Rocket launch example: Feb, 2018 SpaceX Falcon Heavy from 10 km away, as recorded by the Raspberry Boom


What it does:

raspishake2sound generates a video showing the waveform and spectrum together and converts the waveform to the audible frequency range of the human ear.

Note that the audible frequency range of the human ear is 20 - 20,000 Hz and most earthquake energy is in the roughly 0.8 to 5 Hz range, or well below what is audible.

Output format: MP4

How is an earthquake/ waveform converted to sound?:

What you hear is the normalized samples of the input trace, fed to the sound card with a higher sampling rate. In a way, you indeed listen to the earthquake.

Note

Technical details: Samples of the input trace are

  1. normalized (max.value becomes 1, other samples scaled accordingly);

  2. written to a MP4 file with a new sampling rate (more on this below); and

  3. this MP4 file is amplified by 10 dB and re-sampled to some standard audio sampling rate like 44100Hz.

The new sampling rate from step 2) is determined as follows: the input sampling rate is just multiplied by 140.

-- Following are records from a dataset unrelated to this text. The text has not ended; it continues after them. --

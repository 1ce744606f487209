use serde::Deserialize;

/// Purchasing policy.
#[derive(Debug, Clone, Deserialize)]
pub struct PurchasingConfig {
    /// Orders whose total exceeds this amount need `purchasing:order:approve_high`.
    #[serde(default = "default_high_value_threshold")]
    pub high_value_threshold_cents: i64,
}

fn default_high_value_threshold() -> i64 {
    1_000_000
}

impl Default for PurchasingConfig {
    fn default() -> Self {
        Self {
            high_value_threshold_cents: default_high_value_threshold(),
        }
    }
}
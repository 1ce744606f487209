//! Document lifecycle engine.
//!
//! Every business document (permit, purchase order, invoice, ...) is a
//! [`Document`] whose status moves through a declared table of [`Rule`]s.
//! The engine owns everything that is the same for all of them:
//!
//! - transition validation and permission checks,
//! - tenant and view-mode scoping,
//! - per-company document numbering,
//! - optimistic concurrency on `version`,
//! - the audit log,
//! - idempotency keys,
//! - running domain side effects inside the same SQL transaction.
//!
//! Domain crates implement [`Lifecycle`] and supply effect closures.

pub mod api;
pub mod engine;
pub mod model;
pub mod rules;
pub mod store;

pub use api::document_routes;
pub use engine::{DocFlow, TxContext};
pub use model::{
    AuditEntry, Doc, DocQuery, DocState, Document, IdempotencyKey, Lifecycle, NoteRequest,
    ReasonRequest, Rule, UpdateRequest, IDEMPOTENCY_HEADER,
};
pub use rules::{
    available_actions, may_run, permissions_of, require_rule, resolve, SYSTEM_PERMISSION,
};
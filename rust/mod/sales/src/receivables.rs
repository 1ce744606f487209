//! Accounts receivable: one ledger entry per movement plus a running
//! balance per customer. Postings take the caller's transaction executor
//! so they commit together with the invoice change.

use std::sync::Arc;

use serde::Serialize;
use tracing::debug;

use fabrica_core::{now_rfc3339, ServiceError};
use fabrica_sql::{Executor, Row, SQLStore, Value};

const SCHEMA: &str = "
CREATE TABLE IF NOT EXISTS receivable_entries (
    seq            INTEGER PRIMARY KEY AUTOINCREMENT,
    company_id     TEXT NOT NULL,
    customer_id    TEXT NOT NULL,
    document_id    TEXT NOT NULL,
    entry_type     TEXT NOT NULL,
    amount_cents   INTEGER NOT NULL,
    balance_after  INTEGER NOT NULL,
    memo           TEXT NOT NULL,
    actor          TEXT NOT NULL,
    at             TEXT NOT NULL
);
CREATE INDEX IF NOT EXISTS idx_receivables_customer
    ON receivable_entries(company_id, customer_id, seq);

CREATE TABLE IF NOT EXISTS customer_balances (
    company_id     TEXT NOT NULL,
    customer_id    TEXT NOT NULL,
    balance_cents  INTEGER NOT NULL,
    updated_at     TEXT NOT NULL,
    PRIMARY KEY (company_id, customer_id)
);
";

/// DEBIT raises what the customer owes, CREDIT lowers it.
#[derive(Debug, Clone, Copy, PartialEq, Eq, Serialize)]
#[serde(rename_all = "SCREAMING_SNAKE_CASE")]
pub enum EntryType {
    Debit,
    Credit,
}

impl EntryType {
    pub fn as_str(&self) -> &'static str {
        match self {
            EntryType::Debit => "DEBIT",
            EntryType::Credit => "CREDIT",
        }
    }

    fn parse(s: &str) -> Result<Self, ServiceError> {
        match s {
            "DEBIT" => Ok(EntryType::Debit),
            "CREDIT" => Ok(EntryType::Credit),
            other => Err(ServiceError::Storage(format!("unknown entry type {other}"))),
        }
    }

    fn signed(&self, amount: i64) -> i64 {
        match self {
            EntryType::Debit => amount,
            EntryType::Credit => -amount,
        }
    }
}

#[derive(Debug, Clone, Serialize)]
#[serde(rename_all = "camelCase")]
pub struct LedgerEntry {
    pub seq: i64,
    pub customer_id: String,
    pub document_id: String,
    pub entry_type: EntryType,
    pub amount_cents: i64,
    pub balance_after: i64,
    pub memo: String,
    pub actor: String,
    pub at: String,
}

#[derive(Debug, Clone, Serialize)]
#[serde(rename_all = "camelCase")]
pub struct CustomerBalance {
    pub customer_id: String,
    pub balance_cents: i64,
    #[serde(skip_serializing_if = "Option::is_none")]
    pub updated_at: Option<String>,
}

/// A movement to post.
#[derive(Debug)]
pub struct Posting<'a> {
    pub company_id: &'a str,
    pub customer_id: &'a str,
    pub document_id: &'a str,
    pub entry_type: EntryType,
    pub amount_cents: i64,
    pub memo: &'a str,
    pub actor: &'a str,
}

pub struct Receivables {
    db: Arc<dyn SQLStore>,
}

impl Receivables {
    pub fn new(db: Arc<dyn SQLStore>) -> Result<Self, ServiceError> {
        db.exec_batch(SCHEMA)
            .map_err(|e| ServiceError::Storage(format!("receivables schema init: {e}")))?;
        Ok(Self { db })
    }

    /// Append an entry and move the customer balance. Returns the new balance.
    pub fn post(&self, tx: &dyn Executor, posting: &Posting<'_>) -> Result<i64, ServiceError> {
        if posting.amount_cents <= 0 {
            return Err(ServiceError::Validation(format!(
                "{} amount must be positive",
                posting.entry_type.as_str()
            )));
        }

        let rows = tx.query(
            "SELECT balance_cents FROM customer_balances WHERE company_id = ?1 AND customer_id = ?2",
            &[posting.company_id.into(), posting.customer_id.into()],
        )?;
        let current = rows.first().and_then(|r| r.get_i64("balance_cents")).unwrap_or(0);
        let next = current
            .checked_add(posting.entry_type.signed(posting.amount_cents))
            .ok_or_else(|| {
                ServiceError::Validation(format!(
                    "balance of customer {} would overflow",
                    posting.customer_id
                ))
            })?;

        let now = now_rfc3339();
        tx.exec(
            "INSERT INTO customer_balances (company_id, customer_id, balance_cents, updated_at) \
             VALUES (?1, ?2, ?3, ?4) \
             ON CONFLICT(company_id, customer_id) \
             DO UPDATE SET balance_cents = excluded.balance_cents, updated_at = excluded.updated_at",
            &[
                posting.company_id.into(),
                posting.customer_id.into(),
                Value::Integer(next),
                now.as_str().into(),
            ],
        )?;
        tx.exec(
            "INSERT INTO receivable_entries (company_id, customer_id, document_id, entry_type, \
             amount_cents, balance_after, memo, actor, at) \
             VALUES (?1, ?2, ?3, ?4, ?5, ?6, ?7, ?8, ?9)",
            &[
                posting.company_id.into(),
                posting.customer_id.into(),
                posting.document_id.into(),
                posting.entry_type.as_str().into(),
                Value::Integer(posting.amount_cents),
                Value::Integer(next),
                posting.memo.into(),
                posting.actor.into(),
                now.as_str().into(),
            ],
        )?;

        debug!(
            "receivable {}/{} {} {}: {current} -> {next}",
            posting.company_id,
            posting.customer_id,
            posting.entry_type.as_str(),
            posting.amount_cents
        );
        Ok(next)
    }

    pub fn balance(&self, company_id: &str, customer_id: &str) -> Result<CustomerBalance, ServiceError> {
        let rows = self.db.query(
            "SELECT balance_cents, updated_at FROM customer_balances \
             WHERE company_id = ?1 AND customer_id = ?2",
            &[company_id.into(), customer_id.into()],
        )?;
        Ok(match rows.first() {
            Some(row) => CustomerBalance {
                customer_id: customer_id.to_string(),
                balance_cents: row.get_i64("balance_cents").unwrap_or_default(),
                updated_at: row.get_str("updated_at").map(str::to_string),
            },
            None => CustomerBalance {
                customer_id: customer_id.to_string(),
                balance_cents: 0,
                updated_at: None,
            },
        })
    }

    /// Entries of one customer, oldest first.
    pub fn entries(
        &self,
        company_id: &str,
        customer_id: &str,
        limit: usize,
    ) -> Result<Vec<LedgerEntry>, ServiceError> {
        let rows = self.db.query(
            "SELECT seq, customer_id, document_id, entry_type, amount_cents, balance_after, \
             memo, actor, at FROM receivable_entries \
             WHERE company_id = ?1 AND customer_id = ?2 ORDER BY seq ASC LIMIT ?3",
            &[company_id.into(), customer_id.into(), Value::Integer(limit as i64)],
        )?;
        rows.iter().map(row_to_entry).collect()
    }
}

fn text(row: &Row, name: &str) -> Result<String, ServiceError> {
    row.get_str(name)
        .map(str::to_string)
        .ok_or_else(|| ServiceError::Storage(format!("missing {name} column")))
}

fn row_to_entry(row: &Row) -> Result<LedgerEntry, ServiceError> {
    Ok(LedgerEntry {
        seq: row.get_i64("seq").unwrap_or_default(),
        customer_id: text(row, "customer_id")?,
        document_id: text(row, "document_id")?,
        entry_type: EntryType::parse(&text(row, "entry_type")?)?,
        amount_cents: row.get_i64("amount_cents").unwrap_or_default(),
        balance_after: row.get_i64("balance_after").unwrap_or_default(),
        memo: text(row, "memo")?,
        actor: text(row, "actor")?,
        at: text(row, "at")?,
    })
}

#[cfg(test)]
mod tests {
    use super::*;
    use fabrica_sql::{transaction, SqliteStore};

    fn posting(entry_type: EntryType, amount_cents: i64) -> Posting<'static> {
        Posting {
            company_id: "c1",
            customer_id: "cust-1",
            document_id: "doc-1",
            entry_type,
            amount_cents,
            memo: "test",
            actor: "u1",
        }
    }

    #[test]
    fn debits_and_credits_move_the_balance() {
        let db: Arc<dyn SQLStore> = Arc::new(SqliteStore::open_in_memory().unwrap());
        let ar = Receivables::new(Arc::clone(&db)).unwrap();

        transaction(db.as_ref(), |tx| {
            assert_eq!(ar.post(tx, &posting(EntryType::Debit, 1_000))?, 1_000);
            assert_eq!(ar.post(tx, &posting(EntryType::Credit, 400))?, 600);
            Ok::<_, ServiceError>(())
        })
        .unwrap();

        assert_eq!(ar.balance("c1", "cust-1").unwrap().balance_cents, 600);
        assert_eq!(ar.balance("c2", "cust-1").unwrap().balance_cents, 0);
        let entries = ar.entries("c1", "cust-1", 10).unwrap();
        assert_eq!(entries.len(), 2);
        assert_eq!(entries[1].entry_type, EntryType::Credit);
        assert_eq!(entries[1].balance_after, 600);
    }

    #[test]
    fn non_positive_amounts_are_rejected() {
        let db: Arc<dyn SQLStore> = Arc::new(SqliteStore::open_in_memory().unwrap());
        let ar = Receivables::new(Arc::clone(&db)).unwrap();
        let err = transaction(db.as_ref(), |tx| ar.post(tx, &posting(EntryType::Debit, 0))).unwrap_err();
        assert!(matches!(err, ServiceError::Validation(_)));
    }

    #[test]
    fn balance_overflow_rolls_back() {
        let db: Arc<dyn SQLStore> = Arc::new(SqliteStore::open_in_memory().unwrap());
        let ar = Receivables::new(Arc::clone(&db)).unwrap();
        transaction(db.as_ref(), |tx| ar.post(tx, &posting(EntryType::Debit, i64::MAX))).unwrap();

        let err = transaction(db.as_ref(), |tx| ar.post(tx, &posting(EntryType::Debit, 1))).unwrap_err();
        assert!(matches!(err, ServiceError::Validation(_)));
        assert_eq!(ar.balance("c1", "cust-1").unwrap().balance_cents, i64::MAX);
        assert_eq!(ar.entries("c1", "cust-1", 10).unwrap().len(), 1);
    }
}
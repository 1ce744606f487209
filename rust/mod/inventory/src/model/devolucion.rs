use serde::{Deserialize, Serialize};

use docflow::{doc_state, Lifecycle, Rule};
use fabrica_core::ServiceError;

doc_state! {
    /// Lifecycle state of a devolución (customer return).
    ///
    /// ```text
    /// BORRADOR → PENDIENTE_REVISION → ACEPTADA → PROCESADA
    ///            PENDIENTE_REVISION → RECHAZADA
    /// BORRADOR → CANCELADA
    /// ```
    pub enum DevolucionStatus {
        Borrador = "BORRADOR",
        PendienteRevision = "PENDIENTE_REVISION",
        Aceptada = "ACEPTADA",
        Rechazada = "RECHAZADA",
        Procesada = "PROCESADA",
        Cancelada = "CANCELADA",
    }
    terminal = [Rechazada, Procesada, Cancelada];
}

#[derive(Debug, Clone, Copy, PartialEq, Eq, Serialize, Deserialize)]
#[serde(rename_all = "SCREAMING_SNAKE_CASE")]
pub enum ItemCondition {
    Good,
    Damaged,
}

#[derive(Debug, Clone, Serialize, Deserialize)]
#[serde(rename_all = "camelCase")]
pub struct ReturnLine {
    pub item_id: String,
    pub quantity: i64,
    pub condition: ItemCondition,
}

#[derive(Debug, Clone, Serialize, Deserialize)]
#[serde(rename_all = "camelCase")]
pub struct DevolucionData {
    pub customer_id: String,
    #[serde(default, skip_serializing_if = "Option::is_none")]
    pub invoice_id: Option<String>,
    /// Warehouse receiving restocked goods.
    pub warehouse_id: String,
    pub reason: String,
    #[serde(default)]
    pub lines: Vec<ReturnLine>,
    #[serde(default, skip_serializing_if = "Option::is_none")]
    pub review_notes: Option<String>,
}

pub struct Devolucion;

impl Lifecycle for Devolucion {
    type State = DevolucionStatus;
    type Data = DevolucionData;

    const KIND: &'static str = "inventory.devolucion";
    const NUMBER_PREFIX: &'static str = "DEV";
    const CREATE_PERMISSION: &'static str = "inventory:devolucion:create";
    const READ_PERMISSION: &'static str = "inventory:devolucion:read";
    const UPDATE_PERMISSION: &'static str = "inventory:devolucion:update";
    const INITIAL: DevolucionStatus = DevolucionStatus::Borrador;
    const EDITABLE: &'static [DevolucionStatus] = &[DevolucionStatus::Borrador];
    const RULES: &'static [Rule<DevolucionStatus>] = &[
        Rule {
            action: "submit",
            from: &[DevolucionStatus::Borrador],
            to: &[DevolucionStatus::PendienteRevision],
            permission: "inventory:devolucion:submit",
        },
        Rule {
            action: "accept",
            from: &[DevolucionStatus::PendienteRevision],
            to: &[DevolucionStatus::Aceptada],
            permission: "inventory:devolucion:review",
        },
        Rule {
            action: "reject",
            from: &[DevolucionStatus::PendienteRevision],
            to: &[DevolucionStatus::Rechazada],
            permission: "inventory:devolucion:review",
        },
        Rule {
            action: "process",
            from: &[DevolucionStatus::Aceptada],
            to: &[DevolucionStatus::Procesada],
            permission: "inventory:devolucion:process",
        },
        Rule {
            action: "cancel",
            from: &[DevolucionStatus::Borrador],
            to: &[DevolucionStatus::Cancelada],
            permission: "inventory:devolucion:cancel",
        },
    ];

    /// The invoice is the document's parent and is fixed at creation.
    fn on_update(stored: &DevolucionData, patched: &mut DevolucionData) {
        patched.invoice_id = stored.invoice_id.clone();
        patched.review_notes = stored.review_notes.clone();
    }

    fn prepare(data: &mut DevolucionData) -> Result<(), ServiceError> {
        if data.customer_id.trim().is_empty() {
            return Err(ServiceError::Validation("customerId is required".into()));
        }
        if data.warehouse_id.trim().is_empty() {
            return Err(ServiceError::Validation("warehouseId is required".into()));
        }
        for line in &data.lines {
            if line.quantity <= 0 {
                return Err(ServiceError::Validation(format!(
                    "return quantity of {} must be positive",
                    line.item_id
                )));
            }
        }
        Ok(())
    }
}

This makes a trace recorded at 50 Hz (SHZ channels) become a sound sampled at 7000 Hz (quite audible), and a trace recorded at 100 Hz (EH?/EN? channels) becomes a sound with a 14000 Hz sampling rate. Because the number of samples remain the same, the MP4 file becomes 140 times shorter than the input trace. For example, 900s of input trace becomes ~6.4s of audio.

Re-sampling summary:

  • Normal: 50 Hz becomes sound sampled at 7000 Hz

  • Twice as slow: 50 Hz >> 3500 Hz

  • Four times as slow: 50 Hz >> 1750 Hz

How is event list populated?:

  • global events fetched: M6.5+ in last month

  • regional events fetched: M4.5+ in last month within 5° of station, where 1° = ~112.5 km

  • local events fetched: any event within 1 degree of station, last month

The same events are returned as are available on StationView.

This is not configurable, but you can always enter the event time if you want to look at an event that does not appear in the list.